(Exercise data)
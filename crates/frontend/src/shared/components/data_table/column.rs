//! Описания колонок универсальной таблицы
//!
//! A column is either a data column (typed accessor plus optional renderer)
//! or the single actions column. The two are separate enum variants, so an
//! actions column can never fall back to a renderer or a raw field value.

use crate::shared::list_utils::FieldValue;
use leptos::prelude::AnyView;
use std::sync::Arc;

/// Key reported by the actions column.
pub const ACTIONS_KEY: &str = "actions";

type ValueFn<T> = Arc<dyn Fn(&T) -> FieldValue + Send + Sync>;
type ViewFn<T, V> = Arc<dyn Fn(&T) -> V + Send + Sync>;

pub struct DataColumn<T, V> {
    key: &'static str,
    label: String,
    sortable: bool,
    value: ValueFn<T>,
    render: Option<ViewFn<T, V>>,
}

pub struct ActionColumn<T, V> {
    label: String,
    actions: ViewFn<T, V>,
}

/// Описание колонки: данные или действия над строкой
pub enum ColumnDef<T, V = AnyView> {
    Data(DataColumn<T, V>),
    Actions(ActionColumn<T, V>),
}

/// Содержимое ячейки с указанием, каким путём оно получено
#[derive(Debug, Clone, PartialEq)]
pub enum Cell<V> {
    Actions(V),
    Rendered(V),
    Raw(String),
}

impl<T, V> ColumnDef<T, V> {
    /// Data column. `value` is the typed field lookup used for sorting and,
    /// when no renderer is set, for the cell text.
    pub fn data<F>(key: &'static str, label: impl Into<String>, value: F) -> Self
    where
        F: Fn(&T) -> FieldValue + Send + Sync + 'static,
    {
        ColumnDef::Data(DataColumn {
            key,
            label: label.into(),
            sortable: false,
            value: Arc::new(value),
            render: None,
        })
    }

    pub fn actions<F>(label: impl Into<String>, actions: F) -> Self
    where
        F: Fn(&T) -> V + Send + Sync + 'static,
    {
        ColumnDef::Actions(ActionColumn {
            label: label.into(),
            actions: Arc::new(actions),
        })
    }

    /// Marks a data column sortable. No effect on the actions column.
    pub fn sortable(mut self) -> Self {
        if let ColumnDef::Data(column) = &mut self {
            column.sortable = true;
        }
        self
    }

    /// Sets a custom cell renderer. Ignored by the actions column.
    pub fn render<F>(mut self, render: F) -> Self
    where
        F: Fn(&T) -> V + Send + Sync + 'static,
    {
        if let ColumnDef::Data(column) = &mut self {
            column.render = Some(Arc::new(render));
        }
        self
    }

    pub fn key(&self) -> &'static str {
        match self {
            ColumnDef::Data(column) => column.key,
            ColumnDef::Actions(_) => ACTIONS_KEY,
        }
    }

    pub fn label(&self) -> &str {
        match self {
            ColumnDef::Data(column) => &column.label,
            ColumnDef::Actions(column) => &column.label,
        }
    }

    pub fn is_sortable(&self) -> bool {
        matches!(self, ColumnDef::Data(column) if column.sortable)
    }

    pub fn is_actions(&self) -> bool {
        matches!(self, ColumnDef::Actions(_))
    }

    /// Value used for sorting; `None` for the actions column.
    pub fn sort_value(&self, record: &T) -> Option<FieldValue> {
        match self {
            ColumnDef::Data(column) => Some((column.value)(record)),
            ColumnDef::Actions(_) => None,
        }
    }

    /// Resolves a cell: actions, then renderer, then the stringified field.
    pub fn cell(&self, record: &T) -> Cell<V> {
        match self {
            ColumnDef::Actions(column) => Cell::Actions((column.actions)(record)),
            ColumnDef::Data(DataColumn {
                render: Some(render),
                ..
            }) => Cell::Rendered(render(record)),
            ColumnDef::Data(column) => Cell::Raw((column.value)(record).to_string()),
        }
    }
}

impl<T, V> Clone for ColumnDef<T, V> {
    fn clone(&self) -> Self {
        match self {
            ColumnDef::Data(column) => ColumnDef::Data(DataColumn {
                key: column.key,
                label: column.label.clone(),
                sortable: column.sortable,
                value: Arc::clone(&column.value),
                render: column.render.clone(),
            }),
            ColumnDef::Actions(column) => ColumnDef::Actions(ActionColumn {
                label: column.label.clone(),
                actions: Arc::clone(&column.actions),
            }),
        }
    }
}

/// Finds the column a sort key refers to, if it is sortable.
pub fn find_sortable<'a, T, V>(
    columns: &'a [ColumnDef<T, V>],
    key: &str,
) -> Option<&'a ColumnDef<T, V>> {
    columns
        .iter()
        .find(|column| column.is_sortable() && column.key() == key)
}

#[cfg(test)]
mod tests {
    use super::*;

    struct Meter {
        number: String,
        reading: f64,
    }

    fn meter() -> Meter {
        Meter {
            number: "M-7".to_string(),
            reading: 41.5,
        }
    }

    #[test]
    fn test_raw_lookup_stringifies_value() {
        let column: ColumnDef<Meter, String> =
            ColumnDef::data("reading", "Reading", |m: &Meter| m.reading.into());
        assert_eq!(column.cell(&meter()), Cell::Raw("41.5".to_string()));
    }

    #[test]
    fn test_render_takes_precedence_over_lookup() {
        let column: ColumnDef<Meter, String> =
            ColumnDef::data("number", "Meter", |m: &Meter| (&m.number).into())
                .render(|m| format!("#{}", m.number));
        assert_eq!(column.cell(&meter()), Cell::Rendered("#M-7".to_string()));
    }

    #[test]
    fn test_actions_column_ignores_render() {
        let column: ColumnDef<Meter, String> =
            ColumnDef::actions("", |m: &Meter| format!("edit {}", m.number))
                .render(|_| "rendered".to_string())
                .sortable();
        assert_eq!(column.cell(&meter()), Cell::Actions("edit M-7".to_string()));
        assert_eq!(column.key(), ACTIONS_KEY);
        assert!(!column.is_sortable());
        assert_eq!(column.sort_value(&meter()), None);
    }

    #[test]
    fn test_find_sortable_skips_plain_columns() {
        let columns: Vec<ColumnDef<Meter, String>> = vec![
            ColumnDef::data("number", "Meter", |m: &Meter| (&m.number).into()),
            ColumnDef::data("reading", "Reading", |m: &Meter| m.reading.into()).sortable(),
        ];
        assert!(find_sortable(&columns, "number").is_none());
        assert_eq!(
            find_sortable(&columns, "reading").map(|c| c.label()),
            Some("Reading")
        );
    }
}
(End Exercise data)
* Task prompt
Out of the preceding entries, pull each line that contains the word "impl".

* Solution for this exercise
impl<T, V> ColumnDef<T, V> {
    pub fn data<F>(key: &'static str, label: impl Into<String>, value: F) -> Self
    pub fn actions<F>(label: impl Into<String>, actions: F) -> Self
impl<T, V> Clone for ColumnDef<T, V> {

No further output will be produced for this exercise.